= John Rutter Chorley =

English author, bibliophile, and Hispanist

John Rutter Chorley (31 July 1806, Blackley Hurst, Lancashire – 29 June 1867, London) was an English author, bibliophile, and Hispanist (also interested in other Romance studies).

==Life==
Born in Blackley Hurst near Billinge, Merseyside, John Rutter Chorley was the older brother of the author and critic Henry Fothergill Chorley (1808–1872). In addition to his career in railway administration as corporate secretary to the Grand Junction Railway between Liverpool and Birmingham, he worked as a private tutor. In 1845 a bequest from his uncle made him independently wealthy and he retired and moved to London. With help from George Ticknor, Cayetano Alberto de la Barrera (1815–1872) and experts at the British Museum, Chorley became a significant collector as a bibliophile.
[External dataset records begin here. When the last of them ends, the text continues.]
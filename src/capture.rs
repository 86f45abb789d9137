//! Body wrapper that mirrors bytes into an in-memory cache as they are
//! read, so they can be inspected afterwards. Used for response capture
//! and for retaining partial request bytes when a read fails.

use std::pin::Pin;
use std::task::{Context, Poll};

use axum::body::{Body, Bytes};
use bytes::BytesMut;
use http_body::{Frame, SizeHint};

/// Tees every data frame into an internal cache while forwarding it
/// unchanged. Caching is best-effort bookkeeping: it never fails or delays
/// the forwarded frame.
#[derive(Debug)]
pub struct CaptureBody {
    inner: Body,
    cache: BytesMut,
}

impl CaptureBody {
    pub fn new(inner: Body) -> Self {
        Self {
            inner,
            cache: BytesMut::new(),
        }
    }

    /// Bytes forwarded so far.
    pub fn cache(&self) -> &[u8] {
        &self.cache
    }

    pub fn into_cache(self) -> Bytes {
        self.cache.freeze()
    }
}

impl http_body::Body for CaptureBody {
    type Data = Bytes;
    type Error = axum::Error;

    fn poll_frame(
        self: Pin<&mut Self>,
        cx: &mut Context<'_>,
    ) -> Poll<Option<Result<Frame<Self::Data>, Self::Error>>> {
        let this = self.get_mut();
        let frame = match Pin::new(&mut this.inner).poll_frame(cx) {
            Poll::Ready(Some(Ok(frame))) => frame,
            other => return other,
        };
        if let Some(data) = frame.data_ref() {
            this.cache.extend_from_slice(data);
        }
        Poll::Ready(Some(Ok(frame)))
    }

    fn is_end_stream(&self) -> bool {
        http_body::Body::is_end_stream(&self.inner)
    }

    fn size_hint(&self) -> SizeHint {
        http_body::Body::size_hint(&self.inner)
    }
}
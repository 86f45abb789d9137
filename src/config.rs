use serde::{Deserialize, Serialize};

use crate::format::HiddenFields;

/// Construction-time toggles. Serde-derived so hosts can embed them in
/// their own configuration files; all toggles default to on.
#[derive(Debug, Clone, Serialize, Deserialize)]
#[serde(default)]
pub struct DumpOptions {
    pub show_request: bool,
    pub show_response: bool,
    pub show_body: bool,
    pub show_headers: bool,
    pub show_cookies: bool,
    /// Truncate string values in dumped bodies to this many characters.
    pub max_string_len: Option<usize>,
}

impl Default for DumpOptions {
    fn default() -> Self {
        Self {
            show_request: true,
            show_response: true,
            show_body: true,
            show_headers: true,
            show_cookies: true,
            max_string_len: None,
        }
    }
}

/// Resolved middleware configuration. Built once at construction; there is
/// no runtime reconfiguration.
#[derive(Debug, Clone)]
pub struct DumpConfig {
    pub(crate) show_request: bool,
    pub(crate) show_response: bool,
    pub(crate) show_body: bool,
    pub(crate) show_headers: bool,
    pub(crate) header_hidden: HiddenFields,
    pub(crate) body_hidden: HiddenFields,
    pub(crate) max_string_len: Option<usize>,
}

impl DumpConfig {
    /// Everything captured, cookies included.
    pub fn new() -> Self {
        Self::from_options(DumpOptions::default())
    }

    pub fn from_options(options: DumpOptions) -> Self {
        let mut header_hidden = HiddenFields::default();
        if !options.show_cookies {
            header_hidden.insert("cookie");
        }
        Self {
            show_request: options.show_request,
            show_response: options.show_response,
            show_body: options.show_body,
            show_headers: options.show_headers,
            header_hidden,
            body_hidden: HiddenFields::default(),
            max_string_len: options.max_string_len,
        }
    }

    /// Omit a request/response header from dumped output.
    pub fn hide_header_field(mut self, name: &str) -> Self {
        self.header_hidden.insert(name);
        self
    }

    /// Omit a top-level body field from dumped output.
    pub fn hide_body_field(mut self, name: &str) -> Self {
        self.body_hidden.insert(name);
        self
    }

    /// Truncate string values in dumped bodies to at most `max` characters.
    pub fn max_string_len(mut self, max: usize) -> Self {
        self.max_string_len = Some(max);
        self
    }
}

impl Default for DumpConfig {
    fn default() -> Self {
        Self::new()
    }
}

impl From<DumpOptions> for DumpConfig {
    fn from(options: DumpOptions) -> Self {
        Self::from_options(options)
    }
}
He devoted himself especially to the Spanish drama, and formed a superb collection of plays, which he partly gave, partly bequeathed, to the British Museum. The enumeration of his manuscript notes in separate dramas occupies between six and seven columns of the museum printed catalogue. Many of these plays were restored by himself out of a number of mutilated copies, and missing title-pages were imitated with most deceptive skill.he accumulated an important collected plays of Spanish theatre, which he translated and edited with learned remarks and so became a pioneer of British Hispanic studies.

From 1832–1846 he wrote primarily for Tait's Edinburgh Magazine, reviewing German, Italian, English, French and Spanish literature (29 contributions attributed). From 1834 onwards he also wrote occasionally for the Athenaeum, where he became principal reviewer of German, Italian and Spanish publications (1846–1854). By the late 1840s Chorley counted as an authority on Spanish Golden Age drama.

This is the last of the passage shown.